Taught by Patrick Hebron at ITP, Fall 2015
Continued from Linear Algebra in Python and Numpy (Part 1)
Documentation:
Importing Numpy library:
import numpy as np
Matrix Transposition:
>>> a = np.array( [ [ 1.0, 2.0, 3.0 ], [ 4.0, 5.0, 6.0 ] ] )
>>> a.T
array([[ 1., 4.],
[ 2., 5.],
[ 3., 6.]])
Matrix Addition:
>>> a = np.array( [ [ 1.0, 2.0, 3.0 ], [ 4.0, 5.0, 6.0 ] ] )

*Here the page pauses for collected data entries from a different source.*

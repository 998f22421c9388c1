// This Source Code Form is subject to the terms of the Mozilla Public
// License, v. 2.0. If a copy of the MPL was not distributed with this
// file, You can obtain one at https://mozilla.org/MPL/2.0/.

use crate::config::{PeerConfig, RouterConfig};
use crate::connection::{BgpConnection, BgpConnector, BgpListener, RouterEvent};
use crate::error::Error;
use crate::log::router_log;
use crate::session::{
    FsmEvent, FsmStateKind, LastError, SessionContext, SessionRunner,
};
use rdb::plumbing::DEFAULT_BACKGROUND_BUDGET;
use rdb::resolver::{NexthopAnswer, QueryId};
use rdb::rib::RibClient;
use rdb::{BgpPlumbing, LocalConfig, PeerId};
use schemars::JsonSchema;
use serde::{Deserialize, Serialize};
use slog::Logger;
use std::collections::BTreeMap;
use std::net::{IpAddr, Ipv4Addr, Ipv6Addr, SocketAddr};
use std::sync::atomic::{AtomicBool, Ordering};
use std::sync::mpsc::{channel, Receiver, RecvTimeoutError, Sender};
use std::sync::Arc;
use std::thread::spawn;
use std::time::{Duration, Instant};

/// What the management front-end is told about a peer.
#[derive(Debug, Clone, PartialEq, Eq, Serialize, Deserialize, JsonSchema)]
pub struct PeerStatus {
    pub name: String,
    pub host: SocketAddr,
    pub asn: u32,
    pub state: FsmStateKind,
    pub enabled: bool,
    pub last_error: Option<LastError>,
}

/// A BGP speaker: the sessions with every configured peer and the route
/// pipelines they feed. Everything is driven from one thread by
/// [`Router::run`] or, in tests, by calling [`Router::handle`] and
/// [`Router::tick`] directly.
pub struct Router<Cnx: BgpConnection> {
    /// The static configuration associated with this router.
    pub config: RouterConfig,

    /// The IPv4 and IPv6 route pipelines.
    pub plumbing: BgpPlumbing,

    sessions: BTreeMap<PeerId, SessionRunner<Cnx>>,

    /// Peers by remote address, for matching inbound connections.
    by_addr: BTreeMap<IpAddr, PeerId>,
    next_peer: u32,
    connector: Box<dyn BgpConnector<Cnx>>,
    events_tx: Sender<RouterEvent<Cnx>>,
    events_rx: Receiver<RouterEvent<Cnx>>,
    log: Logger,
}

>>> b = np.array( [ [ 10.0, 20.0, 30.0 ], [ 40.0, 50.0, 60.0 ] ] )
>>> a + b
array([[ 11., 22., 33.],
[ 44., 55., 66.]])
Matrix Subtraction:
>>> a = np.array( [ [ 1.0, 2.0, 3.0 ], [ 4.0, 5.0, 6.0 ] ] )

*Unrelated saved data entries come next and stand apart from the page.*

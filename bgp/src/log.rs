// This Source Code Form is subject to the terms of the Mozilla Public
// License, v. 2.0. If a copy of the MPL was not distributed with this
// file, You can obtain one at https://mozilla.org/MPL/2.0/.

macro_rules! session_log {
    ($self:expr, $level:ident, $msg:expr; $($key:expr => $value:expr),*) => {
        slog::$level!($self.log,
            $msg;
            "component" => crate::COMPONENT_BGP,
            "module" => crate::MOD_NEIGHBOR,
            "unit" => UNIT_SESSION_RUNNER,
            "peer_name" => $self.config.name.as_str(),
            "peer_sockaddr" => $self.config.host,
            "state" => format!("{}", $self.state),
            $($key => $value),*
        )
    };
    ($self:expr, $level:ident, $msg:expr, $($args:expr),*; $($key:expr => $value:expr),*) => {
        slog::$level!($self.log,
            $msg, $($args),*;
            "component" => crate::COMPONENT_BGP,
            "module" => crate::MOD_NEIGHBOR,
            "unit" => UNIT_SESSION_RUNNER,
            "peer_name" => $self.config.name.as_str(),
            "peer_sockaddr" => $self.config.host,
            "state" => format!("{}", $self.state),
            $($key => $value),*
        )
    };
    ($self:expr, $level:ident, $msg:expr) => {
        slog::$level!($self.log,
            $msg;
            "component" => crate::COMPONENT_BGP,
            "module" => crate::MOD_NEIGHBOR,
            "unit" => UNIT_SESSION_RUNNER,
            "peer_name" => $self.config.name.as_str(),
            "peer_sockaddr" => $self.config.host,
            "state" => format!("{}", $self.state),
        )
    };
    ($self:expr, $level:ident, $msg:expr, $($args:expr),*) => {
        slog::$level!($self.log,
            $msg, $($args),*;
            "component" => crate::COMPONENT_BGP,
            "module" => crate::MOD_NEIGHBOR,
            "unit" => UNIT_SESSION_RUNNER,
            "peer_name" => $self.config.name.as_str(),
            "peer_sockaddr" => $self.config.host,
            "state" => format!("{}", $self.state),
        )
    };
}

macro_rules! router_log {
    ($self:expr, $level:ident, $msg:expr; $($key:expr => $value:expr),*) => {
        slog::$level!($self.log,
            $msg;
            "component" => crate::COMPONENT_BGP,
            "module" => crate::MOD_ROUTER,
            "asn" => $self.config.asn,
            $($key => $value),*
        )
    };
    ($self:expr, $level:ident, $msg:expr, $($args:expr),*; $($key:expr => $value:expr),*) => {
        slog::$level!($self.log,
            $msg, $($args),*;
            "component" => crate::COMPONENT_BGP,
            "module" => crate::MOD_ROUTER,
            "asn" => $self.config.asn,
            $($key => $value),*
        )
    };
    ($self:expr, $level:ident, $msg:expr) => {
        slog::$level!($self.log,
            $msg;
            "component" => crate::COMPONENT_BGP,
            "module" => crate::MOD_ROUTER,
            "asn" => $self.config.asn,
        )
    };
    ($self:expr, $level:ident, $msg:expr, $($args:expr),*) => {
        slog::$level!($self.log,
            $msg, $($args),*;
            "component" => crate::COMPONENT_BGP,
            "module" => crate::MOD_ROUTER,
            "asn" => $self.config.asn,
        )
    };
}

macro_rules! connection_log {
    ($self:expr, $level:ident, $msg:expr; $($key:expr => $value:expr),*) => {
        slog::$level!($self.log,
            $msg;
            "component" => crate::COMPONENT_BGP,
            "module" => crate::MOD_NEIGHBOR,
            "unit" => UNIT_CONNECTION,
            "connection" => $self.id().serial,
            "peer" => $self.peer(),
            "source" => $self.local(),
            $($key => $value),*
        )
    };
    ($self:expr, $level:ident, $msg:expr, $($args:expr),*; $($key:expr => $value:expr),*) => {
        slog::$level!($self.log,
            $msg, $($args),*;
            "component" => crate::COMPONENT_BGP,
            "module" => crate::MOD_NEIGHBOR,
            "unit" => UNIT_CONNECTION,
            "connection" => $self.id().serial,
            "peer" => $self.peer(),
            "source" => $self.local(),
            $($key => $value),*
        )
    };
    ($self:expr, $level:ident, $msg:expr) => {
        slog::$level!($self.log,
            $msg;
            "component" => crate::COMPONENT_BGP,
            "module" => crate::MOD_NEIGHBOR,
            "unit" => UNIT_CONNECTION,
            "connection" => $self.id().serial,
            "peer" => $self.peer(),
            "source" => $self.local(),
        )
    };
    ($self:expr, $level:ident, $msg:expr, $($args:expr),*) => {
        slog::$level!($self.log,
            $msg, $($args),*;
            "component" => crate::COMPONENT_BGP,
            "module" => crate::MOD_NEIGHBOR,
            "unit" => UNIT_CONNECTION,
            "connection" => $self.id().serial,
            "peer" => $self.peer(),
            "source" => $self.local(),
        )
    };
}

pub(crate) use {connection_log, router_log, session_log};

>>> b = np.array( [ [ 10.0, 20.0, 30.0 ], [ 40.0, 50.0, 60.0 ] ] )
>>> a - b
array([[ -9., -18., -27.],
[-36., -45., -54.]])
Matrix Hadamard Product:
>>> a = np.array( [ [ 1.0, 2.0, 3.0 ], [ 4.0, 5.0, 6.0 ] ] )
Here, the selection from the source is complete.